I think the standard view in tech circles is essentially that people in general only value art insofar as it compels them personally. Besides that, no other qualities of art matter. People love to bring up the Intentional Fallacy in support of this claim. Those same people however, are often also unaware that the the authors of the essay putting the idea forward (Wimsatt and Beardsley), also paired it with the Affective Fallacy, claiming that evaluating a text purely on its emotional effect on the reader is just as reductive.

The necessarily human details of a work are quite often crucial to how the work is valued by its audience. The circumstance of the author, the specifics of the human labor involved in its creation, the capacity of a viewer to ground and explore the text in a social capacity, etc.. These are all things that factor heavily into how people judge art. Not everyone cares in this way, but a huge portion of people do, at least to some extent. Engaging like this is certainly not niche, a behaviour reserved only for gallerists and snobs. It's much more fundamental than that.

I think this leaning into the Affective Fallacy happens because some people only understand art in terms of aesthetic appeal, rather than as a much larger cultural/social process, of which there is an aesthetic component.

The creative job market will certainly be affected by AI. But honestly, even there, simply because of the inherent value in human-made art for many people, I don't expect it to disappear.  The creative sector is unique in that regard, like sport and certain types of professional care. I use the idea of a job market pretty loosely here – I expect political economy to change substantially when AGI arrives. I'm really just referring to the tasks people perform in a society that aren't hobbies.

A lot of the above is made moot if human/AI/hybrid art labels are obfuscated, and there's no way of telling which is which. But I expect this issue to be largely solved by techniques involving content provenance initiatives like C2PA. If the artist is willing to open themselves up to some scrutiny during creation, we will largely be able to verify human authorship.

Basically, I agree strongly with the OP.  Moreover, giving people a creative education will cause them to care MORE about the necessarily human qualities of art. It just seems all around like a good thing to do.

I am familiar with DALL-E and the like, in fact I regularly use these tools for concept designs on projects, creating custom images for presentations, etc.

I agree with these points: AI has begun eating the arts commercial design work, just like it's bringing automation to other industries.
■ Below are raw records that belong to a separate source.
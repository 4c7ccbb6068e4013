//! Document store access.
//!
//! [`DocumentStore`] is the seam between the query helpers and a backend:
//! [`FirestoreClient`] talks to the REST API, [`MemoryStore`] keeps documents
//! in memory for tests and offline use.
//!
//! The helpers in this module ([`find_one_by_field`], [`add`], ...) each make
//! one backend call and map the outcome to a [`StoreError`].

mod firestore;
mod helpers;
mod memory;
mod wire;

pub use firestore::FirestoreClient;
pub use helpers::{
    add, delete, find_all_by_field, find_all_by_field_and_order, find_all_by_two_fields,
    find_from_array, find_one_by_field, find_one_by_two_fields, get, get_all, get_all_by_order,
    update,
};
pub use memory::MemoryStore;

use crate::app::App;
use async_trait::async_trait;
use firekit_core::{Query, QueryError};
use firekit_types::{DocumentRef, DocumentSnapshot, Fields, PathError};
use thiserror::Error;

/// Errors reported by a store backend.
#[derive(Debug, Error)]
pub enum BackendError {
    /// Document does not exist.
    #[error("document not found: {0}")]
    NotFound(String),

    /// Document already exists.
    #[error("document already exists: {0}")]
    AlreadyExists(String),

    /// Caller lacks permission.
    #[error("permission denied: {0}")]
    PermissionDenied(String),

    /// Access token rejected.
    #[error("unauthenticated: {0}")]
    Unauthenticated(String),

    /// Request rejected as malformed.
    #[error("invalid argument: {0}")]
    InvalidArgument(String),

    /// Request needs something that is missing (e.g. an index).
    #[error("failed precondition: {0}")]
    FailedPrecondition(String),

    /// Service temporarily unavailable.
    #[error("service unavailable: {0}")]
    Unavailable(String),

    /// Any other failed response.
    #[error("request failed with status {code} ({status}): {message}")]
    Status {
        /// HTTP status code.
        code: u16,
        /// Canonical status name.
        status: String,
        /// Service message.
        message: String,
    },

    /// Transport failure.
    #[error("http error: {0}")]
    Http(#[from] reqwest::Error),

    /// Response body could not be understood.
    #[error("unexpected response: {0}")]
    Decode(String),

    /// Invalid document or collection path.
    #[error("invalid path: {0}")]
    Path(#[from] PathError),

    /// Query rejected before execution.
    #[error("invalid query: {0}")]
    Query(#[from] QueryError),

    /// Client is misconfigured.
    #[error("configuration error: {0}")]
    Configuration(String),
}

/// Errors returned by the store helpers.
///
/// Sentinels keep the backend error as their [`source`](std::error::Error::source).
#[derive(Debug, Error)]
pub enum StoreError {
    /// Store client could not be created.
    #[error("error getting a new client instance")]
    Client(#[source] BackendError),

    /// Query execution failed.
    #[error("error getting documents snapshots")]
    QueryFailed(#[source] BackendError),

    /// No document matched.
    #[error("document not found")]
    NotFound,

    /// Collection or document path is malformed.
    #[error("ID is not in its proper form")]
    InvalidId(#[source] PathError),

    /// The backend refused the operation.
    #[error("attempted action is not allowed")]
    Forbidden(#[source] BackendError),

    /// Insert failed.
    #[error("adding document: {0}")]
    Add(BackendError),

    /// Re-fetch after insert failed.
    #[error("getting document snapshot: {0}")]
    Fetch(BackendError),

    /// Overwrite failed.
    #[error("updating document: {0}")]
    Update(BackendError),
}

/// A document store backend.
///
/// Every method is a single round trip.
#[async_trait]
pub trait DocumentStore: Send + Sync {
    /// Run a query and return matching documents in result order.
    async fn run_query(&self, query: &Query) -> Result<Vec<DocumentSnapshot>, BackendError>;

    /// Create a document. Fails with `AlreadyExists` if it exists.
    async fn create(&self, doc: &DocumentRef, fields: &Fields) -> Result<(), BackendError>;

    /// Read one document. Fails with `NotFound` if it is missing.
    async fn get(&self, doc: &DocumentRef) -> Result<DocumentSnapshot, BackendError>;

    /// Create or fully overwrite a document.
    async fn set(&self, doc: &DocumentRef, fields: &Fields) -> Result<(), BackendError>;

    /// Delete a document.
    async fn delete(&self, doc: &DocumentRef) -> Result<(), BackendError>;
}

/// Create a document store client bound to `app`.
///
/// # Errors
///
/// Returns [`StoreError::Client`] if the app has no project id or an empty
/// database id.
pub fn new_store_client(app: &App) -> Result<FirestoreClient, StoreError> {
    FirestoreClient::from_app(app).map_err(StoreError::Client)
}
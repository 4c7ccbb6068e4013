//! Push messaging abstraction.
//!
//! [`Messaging`] is the seam between the [`Sender`](crate::Sender) and the
//! platform: [`FcmClient`] talks to the REST API, [`MockMessaging`] records
//! messages in memory for tests.
//!
//! # Example
//!
//! ```ignore
//! let client = new_messaging_client(&app)?;
//! let id = client.send(&Message::to_topic("news")).await?;
//! ```

mod fcm;
mod mock;

pub use fcm::FcmClient;
pub use mock::MockMessaging;

use crate::app::App;
use async_trait::async_trait;
use firekit_types::Message;
use thiserror::Error;

/// Messaging errors.
///
/// Service failures are classified by the platform's error code.
#[derive(Debug, Error)]
pub enum MessagingError {
    /// Client could not be created.
    #[error("messaging client: {0}")]
    Client(String),

    /// Message was rejected as malformed.
    #[error("invalid argument: {0}")]
    InvalidArgument(String),

    /// Registration token is no longer valid.
    #[error("registration token is not registered: {0}")]
    Unregistered(String),

    /// Token belongs to a different sender.
    #[error("sender id mismatch: {0}")]
    SenderIdMismatch(String),

    /// Sending rate exceeded.
    #[error("quota exceeded: {0}")]
    QuotaExceeded(String),

    /// Service temporarily unavailable.
    #[error("service unavailable: {0}")]
    Unavailable(String),

    /// Service internal error.
    #[error("internal server error: {0}")]
    Internal(String),

    /// APNs or web push credentials were rejected.
    #[error("third-party authentication error: {0}")]
    ThirdPartyAuth(String),

    /// Access token rejected.
    #[error("unauthenticated: {0}")]
    Unauthenticated(String),

    /// Any other failed response.
    #[error("request failed with status {code}: {message}")]
    Status {
        /// HTTP status code.
        code: u16,
        /// Service message.
        message: String,
    },

    /// Transport failure.
    #[error("http error: {0}")]
    Http(#[from] reqwest::Error),

    /// Response body could not be understood.
    #[error("unexpected response: {0}")]
    Decode(String),

    /// Injected failure from [`MockMessaging`].
    #[error("send failed: {0}")]
    SendFailed(String),
}

/// A push messaging client.
///
/// Implementations must be `Send + Sync`; one client is shared by every
/// concurrent send.
#[async_trait]
pub trait Messaging: Send + Sync {
    /// Send a message and return the platform's message id
    /// (e.g. `projects/p/messages/123`).
    async fn send(&self, message: &Message) -> Result<String, MessagingError>;

    /// Validate a message without delivering it.
    async fn send_dry_run(&self, message: &Message) -> Result<String, MessagingError>;
}

/// Create a messaging client bound to `app`.
///
/// # Errors
///
/// Returns [`MessagingError::Client`] if the app has no project id.
pub fn new_messaging_client(app: &App) -> Result<FcmClient, MessagingError> {
    FcmClient::from_app(app)
}
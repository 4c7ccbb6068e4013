//! Single-document commands: get, add, update, delete.

use anyhow::{Context, Result};
use firekit_client::store;
use firekit_types::DocumentRef;

use super::{parse_fields, print_json, snapshot_json, Backend};

fn parse_path(path: &str) -> Result<DocumentRef> {
    DocumentRef::parse(path).with_context(|| format!("Invalid document path: {}", path))
}

/// Run the get command.
pub async fn get(backend: &Backend, path: &str) -> Result<()> {
    let doc = parse_path(path)?;
    let store = backend.store()?;
    let snapshot = store::get(store.as_ref(), &doc)
        .await
        .with_context(|| format!("Failed to get {}", doc))?;
    print_json(&snapshot_json(&snapshot))
}

/// Run the add command.
pub async fn add(backend: &Backend, collection: &str, json: &str) -> Result<()> {
    let fields = parse_fields(json)?;
    let store = backend.store()?;
    let snapshot = store::add(store.as_ref(), collection, &fields)
        .await
        .with_context(|| format!("Failed to add to {}", collection))?;
    print_json(&snapshot_json(&snapshot))
}

/// Run the update command.
pub async fn update(backend: &Backend, path: &str, json: &str) -> Result<()> {
    let doc = parse_path(path)?;
    let fields = parse_fields(json)?;
    let store = backend.store()?;
    store::update(store.as_ref(), &doc, &fields)
        .await
        .with_context(|| format!("Failed to update {}", doc))?;
    println!("Updated: {}", doc);
    Ok(())
}

/// Run the delete command.
pub async fn delete(backend: &Backend, path: &str) -> Result<()> {
    let doc = parse_path(path)?;
    let store = backend.store()?;
    store::delete(store.as_ref(), &doc)
        .await
        .with_context(|| format!("Failed to delete {}", doc))?;
    println!("Deleted: {}", doc);
    Ok(())
}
Human made art, however, is not just about the end-product but also the context, the creative process, and the opportunity to communicate through art and empathize with other humans.

If I wanted to try GPT-3 as a coding aid, where would I start?

Github Copilot.

If only my employer paid for it.

Huh, it's only $10/mo. Surprised that would be an obstacle.

Oh, that's not bad at all.

Same question here as well.

As others mention, it's available via GitHub Co-pilot at a cost. Alternatively, groups such as Eleuther AI are making open-source alternatives (e.g. GPT-J) which will probably soon get free VS Code plugins.

 My proposed solution is to promote education and skills in the arts. This will open up creative outlets and hobbies for individuals, which may be essential to maintaining fulfillment and satisfaction in the long-term. Alongside this, one can imagine a reinvigorated prioritization of community, social skills, family, sports, and more.


I've seen this type of comment a few times.  Generally, it's not clear to me that an education in the humanities leads to better morals compared to an education in the sciences (see all the politicians, bankers, lawyers, etc. who have a humanities background -- not clear that they're as a class more moral or ethical than the engineers, physicists, etc.); clearer communication (see any number of employees in large organizations); more life fulfillment or happiness; more creativity; more community, or anything.